Madeline, 16, of Shaler, has earned a place as one of 10 members of the national student leadership council of Students Against Destructive Decisions and has been honored as Pennsylvania SADD Student of the Year.
Her SADD song was written when her brother Max's best friend, Adam Schuster, a 2010 Shaler Area graduate and someone she had known all her life, died at age 21 in a motorcycle accident in March 2012.
Already a member of the youth advocacy league at Shaler Area, Madeline turned to the group's mentor, Gregg Dietz, for advice.
"He challenged me to make something positive from all the bad stuff," Madeline said of Mr. Dietz, who also had worked with her brother and Adam Schuster. "To spread a message that could help people."
During her junior year, Madeline began a campaign to educate her peers about the dangers of risky and impaired driving. Her program, Youth Involved Education of Legal Drivers, or YIELD, earned her the Pennsylvania SADD Student of the Year honors.
In her role on the student leadership council, she will be among those who will advise the SADD national board of directors on policies and programs.
Madeline will work with the state SADD office on campaigns, projects and training programs, speak at conferences and meetings, and promote the organization's mission to provide peer-to-peer youth education about ways to prevent destructive behaviors and attitudes that can lead to underage drinking, substance abuse, teen violence, teen suicide, and risky and impaired driving.
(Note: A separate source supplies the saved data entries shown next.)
// ABOUTME: Background pollers started while a device is enabled: signal quality and registration info
// ABOUTME: They stand in for notifications a device cannot send and stop with the device

use crate::customizer::BoxFuture;
use crate::signals::Signal;
use crate::wrapper::Wrapper;
use std::sync::{Arc, Weak};
use std::time::Duration;
use tokio::task::JoinHandle;
use tokio::time::{Instant, MissedTickBehavior, interval_at};
use tracing::{debug, info, warn};

/// Polling periods of the daemon collection.
///
/// # Example
///
/// ```rust
/// use modemd::daemon::PollIntervals;
/// use std::time::Duration;
///
/// let intervals = PollIntervals::default().with_rssi(Duration::from_secs(30));
/// assert_eq!(intervals.registration, Duration::from_secs(120));
/// ```
#[derive(Copy, Clone, Debug, PartialEq, Eq)]
pub struct PollIntervals {
    /// Signal quality poll (default: 15 seconds)
    pub rssi: Duration,
    /// Registration info poll (default: 120 seconds)
    pub registration: Duration,
}

impl Default for PollIntervals {
    fn default() -> Self {
        Self {
            rssi: Duration::from_secs(15),
            registration: Duration::from_secs(120),
        }
    }
}

impl PollIntervals {
    pub fn with_rssi(mut self, rssi: Duration) -> Self {
        self.rssi = rssi;
        self
    }

    pub fn with_registration(mut self, registration: Duration) -> Self {
        self.registration = registration;
        self
    }
}

/// The running pollers of one device.
#[derive(Debug)]
pub struct Daemons {
    tasks: Vec<(&'static str, JoinHandle<()>)>,
}

impl Daemons {
    /// Start the registration poller and, when `poll_rssi`, the signal
    /// quality poller. Pollers hold the device weakly and end on their own
    /// once it is gone.
    pub fn start(wrapper: &Arc<Wrapper>, intervals: PollIntervals, poll_rssi: bool) -> Daemons {
        let mut tasks = Vec::new();
        if poll_rssi {
            tasks.push((
                "signal-quality",
                spawn_poller(Arc::downgrade(wrapper), intervals.rssi, poll_signal_quality),
            ));
        }
        tasks.push((
            "registration",
            spawn_poller(
                Arc::downgrade(wrapper),
                intervals.registration,
                poll_registration,
            ),
        ));
        info!(
            daemons = ?tasks.iter().map(|(name, _)| *name).collect::<Vec<_>>(),
            "daemons started"
        );
        Daemons { tasks }
    }

    pub fn names(&self) -> Vec<&'static str> {
        self.tasks.iter().map(|(name, _)| *name).collect()
    }

    pub fn stop(self) {
        for (name, task) in self.tasks {
            task.abort();
            debug!(daemon = name, "daemon stopped");
        }
    }
}

type PollFn = for<'a> fn(&'a Wrapper) -> BoxFuture<'a, ()>;

fn spawn_poller(wrapper: Weak<Wrapper>, period: Duration, poll: PollFn) -> JoinHandle<()> {
    tokio::spawn(async move {
        let mut ticker = interval_at(Instant::now() + period, period);
        ticker.set_missed_tick_behavior(MissedTickBehavior::Delay);
        loop {
            ticker.tick().await;
            let Some(wrapper) = wrapper.upgrade() else {
                return;
            };
            poll(&wrapper).await;
        }
    })
}

fn poll_signal_quality(wrapper: &Wrapper) -> BoxFuture<'_, ()> {
    Box::pin(async move {
        match wrapper.get_signal_quality().await {
            Ok(quality) => wrapper.emit(Signal::SignalQuality(quality)),
            Err(e) => warn!(error = %e, "signal quality poll failed"),
        }
    })
}

/// Registration info is announced by the wrapper only when it changed.
fn poll_registration(wrapper: &Wrapper) -> BoxFuture<'_, ()> {
    Box::pin(async move {
        if let Err(e) = wrapper.get_netreg_info().await {
            warn!(error = %e, "registration poll failed");
        }
    })
}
She has worked with public officials and law enforcement personnel to create programs such as Buckle Up Beat Down, a competition among students at Shaler Area, North Allegheny and Moon Area to determine which school has the most students who wear seat belts.
Madeline led a YIELD group to count the number of student drivers wearing seat belts as they left the high school, and that led to the creation of an awareness campaign.
That project, Madeline said, helped her plan a conference at her school.
The following year, Madeline was part of a group that organized another safe driving conference attended by more than 200 students from seven schools.
When asked if she ever imagined she'd become a nation student leader at age 16, Madeline said, "No, definitely not. I never imagined I'd get this far."
She credited the SADD group's mentor, Mr. Dietz, for his passion about encouraging students to do things.
Madeline said she is ready to start working even harder for the SADD cause, helping to create policies and events that will encourage teens to drive safely. And as she enters her last year of high school, her involvement with SADD has brought about a change of plans for her future.
She said she planned to study medicine but now she is considering a career in public health.
In the meantime, Madeline will continue to promote safe driving programs.
"I'm really excited to push new things to promote safe driving," she said. "The consequences of unsafe driving can be devastating."